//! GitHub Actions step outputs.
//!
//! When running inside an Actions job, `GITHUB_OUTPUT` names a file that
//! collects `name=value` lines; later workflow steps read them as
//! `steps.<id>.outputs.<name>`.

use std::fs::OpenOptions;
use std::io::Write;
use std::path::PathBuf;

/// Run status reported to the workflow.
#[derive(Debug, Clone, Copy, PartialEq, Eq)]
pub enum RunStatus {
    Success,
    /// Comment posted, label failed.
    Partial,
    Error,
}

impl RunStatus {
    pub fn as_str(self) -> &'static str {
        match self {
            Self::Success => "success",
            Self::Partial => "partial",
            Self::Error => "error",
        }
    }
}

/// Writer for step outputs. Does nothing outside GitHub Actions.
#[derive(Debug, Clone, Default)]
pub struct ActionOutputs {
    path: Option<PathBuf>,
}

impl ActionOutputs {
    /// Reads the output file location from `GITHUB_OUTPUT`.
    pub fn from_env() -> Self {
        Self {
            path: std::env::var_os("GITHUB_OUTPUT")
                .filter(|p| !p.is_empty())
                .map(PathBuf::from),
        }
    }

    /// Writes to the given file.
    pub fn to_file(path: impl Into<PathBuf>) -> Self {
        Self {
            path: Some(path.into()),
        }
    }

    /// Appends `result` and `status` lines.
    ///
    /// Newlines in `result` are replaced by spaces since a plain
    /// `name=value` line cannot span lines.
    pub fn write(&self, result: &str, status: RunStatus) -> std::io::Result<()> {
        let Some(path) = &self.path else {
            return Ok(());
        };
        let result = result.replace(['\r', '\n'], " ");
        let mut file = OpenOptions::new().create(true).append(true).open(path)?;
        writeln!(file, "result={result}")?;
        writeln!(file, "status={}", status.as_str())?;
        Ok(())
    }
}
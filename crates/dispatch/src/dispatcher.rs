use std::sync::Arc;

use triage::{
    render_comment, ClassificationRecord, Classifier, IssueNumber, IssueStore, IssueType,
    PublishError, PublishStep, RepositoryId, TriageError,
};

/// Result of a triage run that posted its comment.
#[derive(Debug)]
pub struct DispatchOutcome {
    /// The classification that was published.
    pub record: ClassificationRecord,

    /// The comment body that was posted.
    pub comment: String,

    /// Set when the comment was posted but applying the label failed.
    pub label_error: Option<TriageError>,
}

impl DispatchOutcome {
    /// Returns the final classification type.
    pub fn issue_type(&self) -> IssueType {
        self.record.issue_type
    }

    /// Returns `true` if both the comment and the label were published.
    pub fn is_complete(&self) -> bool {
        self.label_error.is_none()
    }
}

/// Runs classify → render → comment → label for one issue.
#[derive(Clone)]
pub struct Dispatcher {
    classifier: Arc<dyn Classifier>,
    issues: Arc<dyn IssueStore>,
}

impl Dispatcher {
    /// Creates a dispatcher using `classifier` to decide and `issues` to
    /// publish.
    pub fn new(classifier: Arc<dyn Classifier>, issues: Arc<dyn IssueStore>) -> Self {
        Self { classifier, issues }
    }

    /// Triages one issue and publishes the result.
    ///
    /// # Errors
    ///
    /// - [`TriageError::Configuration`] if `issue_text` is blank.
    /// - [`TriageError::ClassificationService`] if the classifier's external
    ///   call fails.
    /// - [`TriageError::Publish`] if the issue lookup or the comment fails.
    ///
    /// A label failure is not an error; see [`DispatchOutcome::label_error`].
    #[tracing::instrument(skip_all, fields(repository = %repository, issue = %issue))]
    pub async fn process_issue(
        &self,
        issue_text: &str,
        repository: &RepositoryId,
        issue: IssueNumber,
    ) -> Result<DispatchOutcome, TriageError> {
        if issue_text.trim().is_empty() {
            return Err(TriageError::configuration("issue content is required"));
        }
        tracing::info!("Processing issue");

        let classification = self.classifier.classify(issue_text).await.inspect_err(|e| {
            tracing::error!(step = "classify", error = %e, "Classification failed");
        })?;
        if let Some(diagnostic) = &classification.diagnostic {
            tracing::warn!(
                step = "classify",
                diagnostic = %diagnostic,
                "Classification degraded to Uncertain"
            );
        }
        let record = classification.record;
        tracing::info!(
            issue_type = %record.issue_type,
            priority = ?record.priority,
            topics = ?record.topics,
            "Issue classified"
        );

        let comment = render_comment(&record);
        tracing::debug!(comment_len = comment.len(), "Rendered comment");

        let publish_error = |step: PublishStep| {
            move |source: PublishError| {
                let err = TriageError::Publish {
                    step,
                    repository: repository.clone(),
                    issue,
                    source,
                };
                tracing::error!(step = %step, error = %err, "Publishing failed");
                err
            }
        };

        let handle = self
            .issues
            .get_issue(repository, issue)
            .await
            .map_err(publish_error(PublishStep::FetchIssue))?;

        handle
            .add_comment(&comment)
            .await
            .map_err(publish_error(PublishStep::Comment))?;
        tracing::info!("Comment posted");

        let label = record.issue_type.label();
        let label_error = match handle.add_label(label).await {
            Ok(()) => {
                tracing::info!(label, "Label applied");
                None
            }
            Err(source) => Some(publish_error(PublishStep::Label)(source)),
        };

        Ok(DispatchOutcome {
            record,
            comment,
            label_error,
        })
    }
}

····················

## Directions
The whole of the data above must be given again, unaltered and complete.

## Solution
//! GitHub Actions step outputs.
//!
//! When running inside an Actions job, `GITHUB_OUTPUT` names a file that
//! collects `name=value` lines; later workflow steps read them as
//! `steps.<id>.outputs.<name>`.

use std::fs::OpenOptions;
use std::io::Write;
use std::path::PathBuf;

/// Run status reported to the workflow.
#[derive(Debug, Clone, Copy, PartialEq, Eq)]
pub enum RunStatus {
    Success,
    /// Comment posted, label failed.
    Partial,
    Error,
}

impl RunStatus {
    pub fn as_str(self) -> &'static str {
        match self {
            Self::Success => "success",
            Self::Partial => "partial",
            Self::Error => "error",
        }
    }
}

/// Writer for step outputs. Does nothing outside GitHub Actions.
#[derive(Debug, Clone, Default)]
pub struct ActionOutputs {
    path: Option<PathBuf>,
}

impl ActionOutputs {
    /// Reads the output file location from `GITHUB_OUTPUT`.
    pub fn from_env() -> Self {
        Self {
            path: std::env::var_os("GITHUB_OUTPUT")
                .filter(|p| !p.is_empty())
                .map(PathBuf::from),
        }
    }

    /// Writes to the given file.
    pub fn to_file(path: impl Into<PathBuf>) -> Self {
        Self {
            path: Some(path.into()),
        }
    }

    /// Appends `result` and `status` lines.
    ///
    /// Newlines in `result` are replaced by spaces since a plain
    /// `name=value` line cannot span lines.
    pub fn write(&self, result: &str, status: RunStatus) -> std::io::Result<()> {
        let Some(path) = &self.path else {
            return Ok(());
        };
        let result = result.replace(['\r', '\n'], " ");
        let mut file = OpenOptions::new().create(true).append(true).open(path)?;
        writeln!(file, "result={result}")?;
        writeln!(file, "status={}", status.as_str())?;
        Ok(())
    }
}
filename crates/dispatch/src/dispatcher.rs
use std::sync::Arc;

use triage::{
    render_comment, ClassificationRecord, Classifier, IssueNumber, IssueStore, IssueType,
    PublishError, PublishStep, RepositoryId, TriageError,
};

/// Result of a triage run that posted its comment.
#[derive(Debug)]
pub struct DispatchOutcome {
    /// The classification that was published.
    pub record: ClassificationRecord,

    /// The comment body that was posted.
    pub comment: String,

    /// Set when the comment was posted but applying the label failed.
    pub label_error: Option<TriageError>,
}

impl DispatchOutcome {
    /// Returns the final classification type.
    pub fn issue_type(&self) -> IssueType {
        self.record.issue_type
    }

    /// Returns `true` if both the comment and the label were published.
    pub fn is_complete(&self) -> bool {
        self.label_error.is_none()
    }
}

/// Runs classify → render → comment → label for one issue.
#[derive(Clone)]
pub struct Dispatcher {
    classifier: Arc<dyn Classifier>,
    issues: Arc<dyn IssueStore>,
}

impl Dispatcher {
    /// Creates a dispatcher using `classifier` to decide and `issues` to
    /// publish.
    pub fn new(classifier: Arc<dyn Classifier>, issues: Arc<dyn IssueStore>) -> Self {
        Self { classifier, issues }
    }

    /// Triages one issue and publishes the result.
    ///
    /// # Errors
    ///
    /// - [`TriageError::Configuration`] if `issue_text` is blank.
    /// - [`TriageError::ClassificationService`] if the classifier's external
    ///   call fails.
    /// - [`TriageError::Publish`] if the issue lookup or the comment fails.
    ///
    /// A label failure is not an error; see [`DispatchOutcome::label_error`].
    #[tracing::instrument(skip_all, fields(repository = %repository, issue = %issue))]
    pub async fn process_issue(
        &self,
        issue_text: &str,
        repository: &RepositoryId,
        issue: IssueNumber,
    ) -> Result<DispatchOutcome, TriageError> {
        if issue_text.trim().is_empty() {
            return Err(TriageError::configuration("issue content is required"));
        }
        tracing::info!("Processing issue");

        let classification = self.classifier.classify(issue_text).await.inspect_err(|e| {
            tracing::error!(step = "classify", error = %e, "Classification failed");
        })?;
        if let Some(diagnostic) = &classification.diagnostic {
            tracing::warn!(
                step = "classify",
                diagnostic = %diagnostic,
                "Classification degraded to Uncertain"
            );
        }
        let record = classification.record;
        tracing::info!(
            issue_type = %record.issue_type,
            priority = ?record.priority,
            topics = ?record.topics,
            "Issue classified"
        );

        let comment = render_comment(&record);
        tracing::debug!(comment_len = comment.len(), "Rendered comment");

        let publish_error = |step: PublishStep| {
            move |source: PublishError| {
                let err = TriageError::Publish {
                    step,
                    repository: repository.clone(),
                    issue,
                    source,
                };
                tracing::error!(step = %step, error = %err, "Publishing failed");
                err
            }
        };

        let handle = self
            .issues
            .get_issue(repository, issue)
            .await
            .map_err(publish_error(PublishStep::FetchIssue))?;

        handle
            .add_comment(&comment)
            .await
            .map_err(publish_error(PublishStep::Comment))?;
        tracing::info!("Comment posted");

        let label = record.issue_type.label();
        let label_error = match handle.add_label(label).await {
            Ok(()) => {
                tracing::info!(label, "Label applied");
                None
            }
            Err(source) => Some(publish_error(PublishStep::Label)(source)),
        };

        Ok(DispatchOutcome {
            record,
            comment,
            label_error,
        })
    }
}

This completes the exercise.